Would you retype the whole listing exactly?

(Beginning of RECORDS TO PROCESS)

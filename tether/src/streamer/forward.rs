//! Forwarding and draining of one output channel into a sink.

use super::entry::{OutputKind, OutputReceiver, StreamEntry};
use tokio::io::{AsyncWrite, AsyncWriteExt};

/// How a `stream_stdout`/`stream_stderr` call ended.
///
/// None of these are errors: a consumer sees "nothing more to read" in
/// every case.
#[derive(Clone, Copy, Debug, PartialEq, Eq)]
pub enum ForwardOutcome {
    /// No sink was supplied.
    NoSink,
    /// The id is not registered (never issued, or already cleaned up).
    UnknownStream,
    /// The stream was stopped; `chunks` buffered chunks were flushed afterwards.
    Drained { chunks: usize },
    /// A write to the sink failed; forwarding ended early.
    SinkClosed,
    /// Every sender was dropped and the channel is empty.
    ProducerClosed,
}

/// Copy chunks from `kind` to `sink` until the stream stops or the sink fails.
pub(super) async fn forward_until_stopped<W>(
    entry: &StreamEntry,
    kind: OutputKind,
    sink: &mut W,
) -> ForwardOutcome
where
    W: AsyncWrite + Unpin,
{
    let mut output = entry.output(kind).lock().await;
    let stopped = entry.stopped();

    loop {
        tokio::select! {
            biased;

            _ = stopped.cancelled() => return drain(&mut output, sink).await,

            chunk = output.recv() => match chunk {
                Some(chunk) => {
                    if write_chunk(sink, &chunk).await.is_err() {
                        return ForwardOutcome::SinkClosed;
                    }
                }
                None => return ForwardOutcome::ProducerClosed,
            },
        }
    }
}

/// Flush the chunks buffered right now, without waiting for more.
async fn drain<W>(output: &mut OutputReceiver, sink: &mut W) -> ForwardOutcome
where
    W: AsyncWrite + Unpin,
{
    let pending = output.len();
    let mut chunks = 0;

    for _ in 0..pending {
        let Ok(chunk) = output.try_recv() else {
            break;
        };
        if write_chunk(sink, &chunk).await.is_err() {
            return ForwardOutcome::SinkClosed;
        }
        chunks += 1;
    }

    ForwardOutcome::Drained { chunks }
}

async fn write_chunk<W>(sink: &mut W, chunk: &[u8]) -> std::io::Result<()>
where
    W: AsyncWrite + Unpin,
{
    sink.write_all(chunk).await?;
    sink.flush().await
}

#[cfg(test)]
mod tests {
    use super::*;
    use tokio::sync::mpsc;

    fn entry_with_stdout(capacity: usize) -> (mpsc::Sender<Vec<u8>>, StreamEntry) {
        let (out_tx, out_rx) = mpsc::channel(capacity);
        let (_err_tx, err_rx) = mpsc::channel(1);
        (out_tx, StreamEntry::new(out_rx, err_rx))
    }

    #[tokio::test]
    async fn drain_flushes_only_buffered_chunks() {
        let (tx, entry) = entry_with_stdout(4);
        tx.send(b"a".to_vec()).await.unwrap();
        tx.send(b"b".to_vec()).await.unwrap();
        entry.stop();

        let mut sink = Vec::new();
        let outcome = forward_until_stopped(&entry, OutputKind::Stdout, &mut sink).await;

        assert_eq!(outcome, ForwardOutcome::Drained { chunks: 2 });
        assert_eq!(sink, b"ab");

        // Chunks sent after the drain are left for a later consumer.
        tx.send(b"c".to_vec()).await.unwrap();
        let mut later = Vec::new();
        let outcome = forward_until_stopped(&entry, OutputKind::Stdout, &mut later).await;
        assert_eq!(outcome, ForwardOutcome::Drained { chunks: 1 });
        assert_eq!(later, b"c");
    }

    #[tokio::test]
    async fn closed_producer_ends_forwarding() {
        let (tx, entry) = entry_with_stdout(2);
        tx.send(b"last".to_vec()).await.unwrap();
        drop(tx);

        let mut sink = Vec::new();
        let outcome = forward_until_stopped(&entry, OutputKind::Stdout, &mut sink).await;

        assert_eq!(outcome, ForwardOutcome::ProducerClosed);
        assert_eq!(sink, b"last");
    }

    #[tokio::test]
    async fn failed_write_ends_forwarding() {
        let (tx, entry) = entry_with_stdout(2);
        let (client, mut server) = tokio::io::duplex(64);
        drop(client);
        tx.send(b"lost".to_vec()).await.unwrap();

        let outcome = forward_until_stopped(&entry, OutputKind::Stdout, &mut server).await;
        assert_eq!(outcome, ForwardOutcome::SinkClosed);
    }
}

(End of RECORDS TO PROCESS)

• RESPONSE FOR THIS EXERCISE
filename tether/src/streamer/forward.rs
//! Forwarding and draining of one output channel into a sink.

use super::entry::{OutputKind, OutputReceiver, StreamEntry};
use tokio::io::{AsyncWrite, AsyncWriteExt};

/// How a `stream_stdout`/`stream_stderr` call ended.
///
/// None of these are errors: a consumer sees "nothing more to read" in
/// every case.
#[derive(Clone, Copy, Debug, PartialEq, Eq)]
pub enum ForwardOutcome {
    /// No sink was supplied.
    NoSink,
    /// The id is not registered (never issued, or already cleaned up).
    UnknownStream,
    /// The stream was stopped; `chunks` buffered chunks were flushed afterwards.
    Drained { chunks: usize },
    /// A write to the sink failed; forwarding ended early.
    SinkClosed,
    /// Every sender was dropped and the channel is empty.
    ProducerClosed,
}

/// Copy chunks from `kind` to `sink` until the stream stops or the sink fails.
pub(super) async fn forward_until_stopped<W>(
    entry: &StreamEntry,
    kind: OutputKind,
    sink: &mut W,
) -> ForwardOutcome
where
    W: AsyncWrite + Unpin,
{
    let mut output = entry.output(kind).lock().await;
    let stopped = entry.stopped();

    loop {
        tokio::select! {
            biased;

            _ = stopped.cancelled() => return drain(&mut output, sink).await,

            chunk = output.recv() => match chunk {
                Some(chunk) => {
                    if write_chunk(sink, &chunk).await.is_err() {
                        return ForwardOutcome::SinkClosed;
                    }
                }
                None => return ForwardOutcome::ProducerClosed,
            },
        }
    }
}

/// Flush the chunks buffered right now, without waiting for more.
async fn drain<W>(output: &mut OutputReceiver, sink: &mut W) -> ForwardOutcome
where
    W: AsyncWrite + Unpin,
{
    let pending = output.len();
    let mut chunks = 0;

    for _ in 0..pending {
        let Ok(chunk) = output.try_recv() else {
            break;
        };
        if write_chunk(sink, &chunk).await.is_err() {
            return ForwardOutcome::SinkClosed;
        }
        chunks += 1;
    }

    ForwardOutcome::Drained { chunks }
}

async fn write_chunk<W>(sink: &mut W, chunk: &[u8]) -> std::io::Result<()>
where
    W: AsyncWrite + Unpin,
{
    sink.write_all(chunk).await?;
    sink.flush().await
}

#[cfg(test)]
mod tests {
    use super::*;
    use tokio::sync::mpsc;

    fn entry_with_stdout(capacity: usize) -> (mpsc::Sender<Vec<u8>>, StreamEntry) {
        let (out_tx, out_rx) = mpsc::channel(capacity);
        let (_err_tx, err_rx) = mpsc::channel(1);
        (out_tx, StreamEntry::new(out_rx, err_rx))
    }

    #[tokio::test]
    async fn drain_flushes_only_buffered_chunks() {
        let (tx, entry) = entry_with_stdout(4);
        tx.send(b"a".to_vec()).await.unwrap();
        tx.send(b"b".to_vec()).await.unwrap();
        entry.stop();

        let mut sink = Vec::new();
        let outcome = forward_until_stopped(&entry, OutputKind::Stdout, &mut sink).await;

        assert_eq!(outcome, ForwardOutcome::Drained { chunks: 2 });
        assert_eq!(sink, b"ab");

        // Chunks sent after the drain are left for a later consumer.
        tx.send(b"c".to_vec()).await.unwrap();
        let mut later = Vec::new();
        let outcome = forward_until_stopped(&entry, OutputKind::Stdout, &mut later).await;
        assert_eq!(outcome, ForwardOutcome::Drained { chunks: 1 });
        assert_eq!(later, b"c");
    }

    #[tokio::test]
    async fn closed_producer_ends_forwarding() {
        let (tx, entry) = entry_with_stdout(2);
        tx.send(b"last".to_vec()).await.unwrap();
        drop(tx);

        let mut sink = Vec::new();
        let outcome = forward_until_stopped(&entry, OutputKind::Stdout, &mut sink).await;

        assert_eq!(outcome, ForwardOutcome::ProducerClosed);
        assert_eq!(sink, b"last");
    }

    #[tokio::test]
    async fn failed_write_ends_forwarding() {
        let (tx, entry) = entry_with_stdout(2);
        let (client, mut server) = tokio::io::duplex(64);
        drop(client);
        tx.send(b"lost".to_vec()).await.unwrap();

        let outcome = forward_until_stopped(&entry, OutputKind::Stdout, &mut server).await;
        assert_eq!(outcome, ForwardOutcome::SinkClosed);
    }
}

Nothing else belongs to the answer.